Empresas monitoram políticas de equidade

Publicado em 31 de março de 2023

As ações ligadas a recrutamento e seleção para aumentar a diversidade enfrentam novos desafios nas empresas. A ideia é acelerar o uso de mecanismos de entrada que facilitem a captação de talentos qualificados. Segundo a pesquisa, a avaliação de currículos sem identificação de gênero, considerada pelo mercado como uma das mais inovadoras para alavancar a inclusão – marcou 23% de participação em 2022, uma diminuição de dez pontos percentuais ante 2021 (33%).

Já as normas de participação mínima de mulheres nas contratações ou a existência de metas claras de paridade estão presentes em apenas quatro a cada dez companhias (37%). Por outro lado, atividades de monitoramento da proporção de homens e mulheres admitidos foram de 75% para 85% no mesmo período.

Na Avon, marca do grupo Natura &Co, um dos compromissos para promover um ambiente de trabalho inclusivo é garantir que, pelo menos, 50% dos finalistas dos processos de seleção, em qualquer nível hierárquico, sejam mulheres, afirma Mariana Talarico, diretora de desenvolvimento organizacional e cultura da Natura &Co América Latina.

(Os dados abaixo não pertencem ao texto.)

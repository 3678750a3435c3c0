//! Sub-workflow Runner
//!
//! Runs a nested workflow with its own Context, relays its progress to the parent
//! stream under a label and turns every failure into a degraded result.

use std::panic::AssertUnwindSafe;
use std::sync::Arc;

use futures::{FutureExt, StreamExt};

use super::{
    dispatcher::panic_message,
    progress::ProgressNotification,
    run::Run,
    step::StepContext,
    workflow::Workflow,
};
use crate::agents::AgentRunResult;

/// Execute `workflow` as an independent run and return its result.
///
/// Never fails: a failed step, a missing result or a timeout all come back as a
/// degraded [`AgentRunResult`] mentioning `label`.
pub async fn run_sub_workflow(
    parent: &StepContext,
    workflow: Arc<Workflow>,
    input: impl Into<String>,
    label: &str,
) -> AgentRunResult {
    let (run, mut stream) = Run::new(workflow);
    tracing::info!(
        "[SUB_WORKFLOW] Starting '{}' as '{}' (run {}) inside '{}'",
        run.workflow_name(),
        label,
        run.id(),
        parent.workflow_name()
    );

    let forward = async {
        while let Some(notification) = stream.next().await {
            parent.emit(notification.tagged(label));
        }
    };

    // The stream ends once the run has dropped its emitters, so both sides finish
    let (outcome, ()) = tokio::join!(run.execute(input.into()), forward);

    match outcome {
        Ok(outcome) => match outcome.result {
            Some(result) => {
                tracing::debug!("[SUB_WORKFLOW] '{}' completed", label);
                result
            }
            None => {
                let reason = outcome
                    .failures
                    .last()
                    .map(|failure| failure.message.clone())
                    .unwrap_or_else(|| "the workflow produced no result".to_string());
                degraded_result(parent, label, &reason)
            }
        },
        Err(e) => degraded_result(parent, label, &e.to_string()),
    }
}

/// Build a nested workflow with `build` and run it under `label`.
///
/// A build error or a panic in either phase becomes a degraded result, so the
/// caller always gets a value to record.
pub async fn build_and_run_sub_workflow<F>(
    parent: &StepContext,
    build: F,
    input: impl Into<String>,
    label: &str,
) -> AgentRunResult
where
    F: FnOnce() -> crate::Result<Workflow>,
{
    let workflow = match std::panic::catch_unwind(AssertUnwindSafe(build)) {
        Ok(Ok(workflow)) => workflow,
        Ok(Err(e)) => return degraded_result(parent, label, &e.to_string()),
        Err(panic) => return degraded_result(parent, label, &panic_message(panic)),
    };

    let run = AssertUnwindSafe(run_sub_workflow(parent, Arc::new(workflow), input, label));
    match run.catch_unwind().await {
        Ok(result) => result,
        Err(panic) => degraded_result(parent, label, &panic_message(panic)),
    }
}

/// Report a failure under `label` and build its placeholder result.
pub fn degraded_result(parent: &StepContext, label: &str, reason: &str) -> AgentRunResult {
    tracing::warn!("[SUB_WORKFLOW] '{}' failed: {}", label, reason);
    let msg = format!("Error in {}: {}", label, reason);
    parent.emit(ProgressNotification::new(parent.workflow_name(), msg).tagged(label));
    AgentRunResult::degraded(format!(
        "Failed to complete {} due to an error: {}",
        label, reason
    ))
}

“Também realizamos auditorias nas avaliações dos colaboradores para analisar se há disparidade nas promoções.” A Natura &Co tem 18 mil funcionários na América Latina, dos quais 70% mulheres – eram 60% em 2021. “Já alcançamos as metas de equidade na liderança. Atualmente, 52% dos cargos de comando são de gestoras [diretoras ou acima].”

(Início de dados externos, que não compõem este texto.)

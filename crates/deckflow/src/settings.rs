//! Configuration management for Deckflow
//!
//! Layered loading: optional TOML file, then `DECKFLOW__*` environment variables.

use std::path::Path;
use std::time::Duration;

use ::config::{Config, Environment, File, FileFormat};
use serde::{Deserialize, Serialize};

use crate::{report::Section, Result};

/// Core configuration for report runs
#[derive(Debug, Clone, Serialize, Deserialize)]
pub struct DeckflowConfig {
    /// Timeout for a single-section run
    #[serde(default = "default_single_section_timeout")]
    pub single_section_timeout_secs: u64,

    /// Timeout for a full report run
    #[serde(default = "default_full_report_timeout")]
    pub full_report_timeout_secs: u64,

    /// Documents fetched per initial research query
    #[serde(default = "default_top_k")]
    pub retrieval_top_k: usize,

    /// Sections generated for a full report, rendered in canonical order
    #[serde(default = "default_sections")]
    pub sections: Vec<Section>,

    /// Run executive summary and front page after the sections are combined
    #[serde(default = "default_true")]
    pub enable_post_production: bool,

    #[serde(default = "default_log_level")]
    pub log_level: String,
}

fn default_single_section_timeout() -> u64 {
    360
}

fn default_full_report_timeout() -> u64 {
    3600
}

fn default_top_k() -> usize {
    10
}

fn default_sections() -> Vec<Section> {
    Section::all().to_vec()
}

fn default_true() -> bool {
    true
}

fn default_log_level() -> String {
    "info".to_string()
}

impl Default for DeckflowConfig {
    fn default() -> Self {
        Self {
            single_section_timeout_secs: default_single_section_timeout(),
            full_report_timeout_secs: default_full_report_timeout(),
            retrieval_top_k: default_top_k(),
            sections: default_sections(),
            enable_post_production: true,
            log_level: default_log_level(),
        }
    }
}

impl DeckflowConfig {
    /// Load configuration from an optional TOML file and the environment.
    pub fn load(path: Option<&Path>) -> Result<Self> {
        // Pick up `.env` so local development can set DECKFLOW__* variables
        dotenv::dotenv().ok();

        let mut builder = Config::builder();
        if let Some(path) = path {
            builder = builder.add_source(File::from(path).required(false));
        }
        let settings = builder
            .add_source(Environment::with_prefix("DECKFLOW").separator("__"))
            .build()?;

        let config: DeckflowConfig = settings.try_deserialize()?;
        config.validate()?;
        Ok(config)
    }

    /// Parse configuration from an inline TOML document.
    pub fn from_toml_str(raw: &str) -> Result<Self> {
        let config: DeckflowConfig = Config::builder()
            .add_source(File::from_str(raw, FileFormat::Toml))
            .build()?
            .try_deserialize()?;
        config.validate()?;
        Ok(config)
    }

    pub fn single_section_timeout(&self) -> Duration {
        Duration::from_secs(self.single_section_timeout_secs)
    }

    pub fn full_report_timeout(&self) -> Duration {
        Duration::from_secs(self.full_report_timeout_secs)
    }

    /// Configured sections, deduplicated and in canonical report order.
    pub fn ordered_sections(&self) -> Vec<Section> {
        Section::all()
            .iter()
            .copied()
            .filter(|section| self.sections.contains(section))
            .collect()
    }

    fn validate(&self) -> Result<()> {
        if self.sections.is_empty() {
            return Err(crate::DeckflowError::ConfigError(
                "At least one report section must be configured".to_string(),
            ));
        }
        if self.single_section_timeout_secs == 0 || self.full_report_timeout_secs == 0 {
            return Err(crate::DeckflowError::ConfigError(
                "Timeouts must be greater than zero".to_string(),
            ));
        }
        Ok(())
    }
}

#[cfg(test)]
mod tests {
    use super::*;

    #[test]
    fn test_config_defaults() {
        let config = DeckflowConfig::default();
        assert_eq!(config.single_section_timeout(), Duration::from_secs(360));
        assert_eq!(config.full_report_timeout(), Duration::from_secs(3600));
        assert_eq!(config.retrieval_top_k, 10);
        assert_eq!(config.sections.len(), 6);
        assert!(config.enable_post_production);
    }

    #[test]
    fn test_config_from_toml() {
        let config = DeckflowConfig::from_toml_str(
            r#"
            full_report_timeout_secs = 120
            sections = ["risks", "market_size"]
            enable_post_production = false
            "#,
        )
        .unwrap();

        assert_eq!(config.full_report_timeout_secs, 120);
        assert_eq!(config.single_section_timeout_secs, 360);
        assert!(!config.enable_post_production);
        assert_eq!(
            config.ordered_sections(),
            vec![Section::MarketSize, Section::Risks]
        );
    }

    #[test]
    fn test_config_rejects_zero_timeout() {
        let result = DeckflowConfig::from_toml_str("single_section_timeout_secs = 0");
        assert!(matches!(result, Err(crate::DeckflowError::ConfigError(_))));
    }
}
//! Fan-out / Fan-in Coordinator
//!
//! Fan-out records how many siblings were sent under a guard name; every
//! sibling bumps the guard counter when done (also when degraded) and emits a
//! combine event. The combine step polls a [`FanIn`] and proceeds only on the
//! single poll that releases the guard.

use super::{context::Context, event::Event, step::StepOutput};

/// Schedule `events` as concurrent siblings joined later under `guard`.
pub async fn fan_out(ctx: &Context, guard: &str, events: Vec<Event>) -> StepOutput {
    tracing::info!("[FAN_OUT] Sending {} sibling events under '{}'", events.len(), guard);
    ctx.expect_completions(guard, events.len()).await;
    StepOutput::FanOut(events)
}

#[derive(Debug, Clone, Copy, PartialEq, Eq)]
pub enum FanInStatus {
    /// Not every sibling has reported yet
    Waiting { completed: usize, required: usize },
    /// This poll released the guard; proceed
    Ready { completed: usize },
    /// An earlier poll already proceeded
    Released,
}

/// Join point for siblings sharing a guard counter
#[derive(Debug, Clone)]
pub struct FanIn {
    guard: String,
    required: Option<usize>,
}

impl FanIn {
    /// Wait for as many completions as were fanned out under `guard`.
    pub fn new(guard: impl Into<String>) -> Self {
        Self {
            guard: guard.into(),
            required: None,
        }
    }

    /// Wait for a fixed number of completions regardless of the fan-out size.
    pub fn with_required(guard: impl Into<String>, required: usize) -> Self {
        Self {
            guard: guard.into(),
            required: Some(required),
        }
    }

    pub fn guard(&self) -> &str {
        &self.guard
    }

    /// Record one sibling completion; returns the updated count.
    pub async fn complete(&self, ctx: &Context) -> usize {
        ctx.increment(&self.guard).await
    }

    pub async fn poll(&self, ctx: &Context) -> FanInStatus {
        let required = match self.required {
            Some(required) => required,
            None => match ctx.expected_completions(&self.guard).await {
                Some(required) => required,
                None => {
                    tracing::warn!(
                        "[FAN_IN] Guard '{}' polled before any fan-out was recorded",
                        self.guard
                    );
                    return FanInStatus::Waiting {
                        completed: ctx.counter(&self.guard).await,
                        required: 0,
                    };
                }
            },
        };

        if let Some(completed) = ctx.try_release(&self.guard, required).await {
            return FanInStatus::Ready { completed };
        }
        if ctx.is_released(&self.guard).await {
            return FanInStatus::Released;
        }
        FanInStatus::Waiting {
            completed: ctx.counter(&self.guard).await,
            required,
        }
    }
}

Talarico lembra que uma campanha de caráter educativo pretende conscientizar as lideranças da Avon sobre a importância de contratar e reter funcionárias mães e grávidas. Uma das frentes dessa iniciativa é o programa “Nascer bem”, voltado para o apoio e orientação de famílias durante gestações, adoções e no retorno aos expedientes, com berçários, cursos de gestantes e de paternidade responsável, além de creche e sala para amamentação.

No Trench Rossi Watanabe, um dos maiores escritórios de advocacia do país – com 402 funcionários, sendo 61% mulheres – as políticas de seleção e retenção são sempre revistas, de acordo com Anna Mello, managing partner da banca no Rio de Janeiro. “A partir de abril, iniciaremos a atualização do treinamento para técnicas de entrevistas com perguntas que avaliem competências e habilidades, excluindo vieses inconscientes, principalmente os relacionados à maternidade”, afirma a advogada, lembrando que o grupo tem associadas que foram promovidas a sócias durante períodos de gravidez. “Cinquenta e um por cento dos nossos postos de decisão são conduzidos por executivas.”

Mello diz que um dos grandes desafios para ter mais mulheres nas equipes é saber como refinar os processos de captação de talentos. “Muitas profissionais, por conta de [más] experiências anteriores, precisam ser convencidas de que o discurso apresentado nas nossas entrevistas de entrada acontece na prática”, afirma. “Hoje, nos orgulhamos dos nossos números [de igualdade], mas estamos alertas para que os times continuem se desenvolvendo.”

De acordo com a executiva, a adesão das funcionárias a programas de treinamento chega a 91%, enquanto o investimento anual em ações de recursos humanos corresponde a 3,4% do faturamento da companhia.

Na Diageo, multinacional do segmento de bebidas, ter uma executiva na presidência da operação brasileira ajuda a escalar iniciativas de recrutamento inclusivo, segundo Maria Gabriela Herrera, diretora de recursos humanos da companhia no país. O posto máximo é ocupado por Paula Lindenberg, ex-presidente para Reino Unido, Irlanda e Espanha do grupo cervejeiro AB InBev. “No Brasil, mais de 50% das cadeiras de diretoria e vice-presidência da Diageo são de mulheres”, diz Herrera.

Na Ingredion, fornecedora de soluções em ingredientes para as indústrias de alimentos, bebidas e beleza, com dois mil funcionários no Brasil, a presidência também está nas mãos de uma mulher. Guadalupe Franzosi, ex- DuPont, está desde 2020 na função, que acumula como sponsor de diversidade, equidade e inclusão para a marca na América do Sul.

“Todos saem ganhando quando conseguimos promover um ambiente diverso”, afirma Viviane Gaspari, vice-presidente de RH da Ingredion para as Américas.